Partial array refresh code, refresh, bank, cell refresh, semiconductor memory device.

Description

Semiconductor Memory Device {SEMICONDUCTOR MEMORY DEVICE}

1 is a block diagram illustrating a semiconductor memory device capable of performing a general file refresh operation.

FIG. 2 is a circuit diagram illustrating a cell refresh enable signal generator of FIG. 1 according to the related art. FIG.
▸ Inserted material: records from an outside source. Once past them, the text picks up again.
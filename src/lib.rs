//! Velocache - adaptive client-side caching and prefetching coordinator
//!
//! Velocache sits on top of an external keyed-query execution engine (which
//! already handles result storage, staleness windows, garbage collection and
//! deduplicated fetch execution) and decides, per resource key, how long
//! results stay fresh, when to fetch data before it is requested, when to
//! revalidate in the background, and whether those decisions are working.
//!
//! # Components
//!
//! - **Adaptive strategy engine**: per-key policy recommendations from
//!   threshold heuristics over recorded usage
//! - **Intelligent prefetcher**: deduplicated speculative fetches for
//!   visible-but-unopened records and upcoming list pages
//! - **Background sync manager**: per-key recurring revalidation timers
//! - **Cache warming coordinator**: best-effort startup prefetch batches
//! - **Performance monitor**: per-query recording with on-demand reports
//! - **Cache manager**: the orchestrator the application talks to
//!
//! Every failure mode in this crate degrades to "behaves as if the
//! optimization layer were absent"; speculative work is invisible to
//! correctness.

pub mod cache;
pub mod prelude;
pub mod telemetry;

// Re-export the public API at the crate root for convenience
pub use cache::engine::{CachePolicy, CachedEntry, InvalidationScope, QueryEngine, ResourceFetcher};
pub use cache::key::QueryKey;
pub use cache::manager::{CacheManager, CacheManagerBuilder};
pub use cache::strategy::CacheStrategy;
pub use prelude::*;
3A to 3D are circuit diagrams illustrating the cell refresh enable signal generation unit of FIG. 1 according to the present invention.

BACKGROUND OF THE INVENTION 1. Field of the Invention The present invention relates to semiconductor design techniques, and more particularly, to a refresh operation of a semiconductor memory device.

DRAM, a typical semiconductor memory device, needs to be refreshed to prevent data loss of a cell. In particular, portable devices such as laptops and personal digital assistants (PDAs) require low power consumption. Therefore, it is important to reduce the operating current so that data can be stored in the standby state.

DRAMs used in such low-power portable devices perform most of the cell refresh operations to preserve data in a standby state.

However, the general cell refresh operation enables a plurality of banks composed of memory cells at the same time, which causes a lot of peak currents, resulting in problems. Recently, in order to reduce such peak power consumption, refreshing all banks is performed sequentially in the refresh operation for all banks, and in the refresh operation of some banks, a file refresh (piled refresh) is performed to bundle and refresh some selected banks. To perform.

1 is a block diagram illustrating a semiconductor memory device capable of performing a general file refresh operation. At this time, it is assumed that the semiconductor memory device has a 4-bank structure.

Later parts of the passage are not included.